Le contrôle coercitif (coercive control) est un cadre conceptuel développé par le sociologue américain Evan Stark dans les années 2000, qui propose de penser la violence conjugale non pas comme une série d’épisodes violents isolés, mais comme un système organisé de domination. L’agresseur restreint progressivement les libertés de sa victime, monopolise les ressources économiques, contrôle les déplacements, les vêtements, les contacts sociaux, les choix professionnels, jusqu’à instaurer un état de captivité psychique et matérielle, sans nécessairement recourir à la violence physique.
Ce modèle a permis de nommer ce que beaucoup de victimes décrivaient mais que les institutions peinaient à reconnaître : la souffrance, le danger et la perte d’autonomie ne se mesurent pas seulement aux coups ou aux cris, mais à l’érosion silencieuse de la capacité d’agir, de choisir, d’exister comme sujet libre.
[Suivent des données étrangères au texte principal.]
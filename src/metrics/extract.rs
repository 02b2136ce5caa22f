//! Trailer metric extraction
//!
//! Parses the master's final output lines into a [`MetricRow`]. Extraction is
//! positional: the last K non-empty lines are the trailer, and the first
//! decimal numeral (`digits.digits`) on each line is that field's value. Field
//! labels are never inspected.

use super::{MetricRow, TrailerLayout};
use regex::Regex;
use std::sync::OnceLock;
use thiserror::Error;

/// Why a trailer could not be turned into a row
#[derive(Debug, Clone, PartialEq, Eq, Error)]
pub enum ExtractionError {
    /// Output had fewer non-empty lines than the trailer needs
    #[error("expected {expected} trailer lines, found {found}")]
    MissingLines { expected: usize, found: usize },

    /// A trailer line carried no decimal numeral
    #[error("trailer line {line_index} ({field}) has no decimal value: {line:?}")]
    NoNumber {
        line_index: usize,
        field: &'static str,
        line: String,
    },
}

fn decimal_pattern() -> &'static Regex {
    static PATTERN: OnceLock<Regex> = OnceLock::new();
    PATTERN.get_or_init(|| Regex::new(r"\d+\.\d+").expect("decimal pattern is valid"))
}

/// Extract one row from the master's full output
///
/// The row label is left empty; the caller names it after the trial.
///
/// # Errors
///
/// Fails without producing a partial row if fewer than
/// `layout.line_count()` non-empty lines exist or any trailer line has no
/// decimal numeral.
///
/// # Example
///
/// ```
/// use dllama_bench::metrics::{extract, TrailerLayout};
///
/// let output = "token 1\ntoken 2\n\
///               Avg Generation Time: 120.50 ms\n\
///               Avg Inference Time:  70.25 ms\n\
///               Avg Transfer Time:   50.25 ms\n";
/// let row = extract(output, TrailerLayout::Basic).unwrap();
/// assert_eq!(row.generation_time, 120.5);
/// assert_eq!(row.transfer_time, 50.25);
/// ```
pub fn extract(master_text: &str, layout: TrailerLayout) -> Result<MetricRow, ExtractionError> {
    let expected = layout.line_count();

    let lines: Vec<&str> = master_text
        .lines()
        .map(str::trim)
        .filter(|line| !line.is_empty())
        .collect();

    if lines.len() < expected {
        return Err(ExtractionError::MissingLines {
            expected,
            found: lines.len(),
        });
    }

    let trailer = &lines[lines.len() - expected..];
    let mut values = Vec::with_capacity(expected);

    for (i, (line, field)) in trailer.iter().zip(layout.fields()).enumerate() {
        let value = decimal_pattern()
            .find(line)
            .and_then(|m| m.as_str().parse::<f64>().ok())
            .ok_or_else(|| ExtractionError::NoNumber {
                line_index: i,
                field: field.name,
                line: line.to_string(),
            })?;
        values.push(value);
    }

    // values.len() is 3 or 5 by construction of the layouts
    MetricRow::from_values(String::new(), &values).ok_or(ExtractionError::MissingLines {
        expected,
        found: values.len(),
    })
}

/// Render a row in the master's trailer format (two decimals)
pub fn render_trailer(row: &MetricRow) -> String {
    row.layout()
        .fields()
        .iter()
        .zip(row.values())
        .map(|(field, value)| format!("{} {:.2} ms\n", field.master_label, value))
        .collect()
}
Le coût psychique du contrôle coercitif peut être supérieur à celui de la violence physique parce qu’il s’inscrit dans la durée et qu’il colonise l’intérieur même de la victime, qui finit par anticiper et intérioriser les exigences de son agresseur.
Le Royaume-Uni a fait du coercive control une infraction pénale en 2015. L’Irlande, l’Écosse, le Pays de Galles ont suivi. La France a longtemps résisté à cette intégration juridique, mais une proposition de loi visant à reconnaître spécifiquement le contrôle coercitif a été déposée à l’Assemblée nationale en 2023, puis adoptée définitivement le 10 mars 2025. La reconnaissance institutionnelle permet aux services sociaux, à la justice et aux professionnels de santé de qualifier ce qu’ils observent avec un cadre commun.
Pour la clinique, ce concept ouvre des questions thérapeutiques majeures. Sortir d’une situation de contrôle coercitif, ce n’est pas seulement quitter une personne, c’est refonder un rapport à soi-même, à la décision, au temps, à l’argent, au corps, qui a été massivement attaqué. La reconstruction y est plus longue et plus complexe que dans le cas de violences physiques isolées.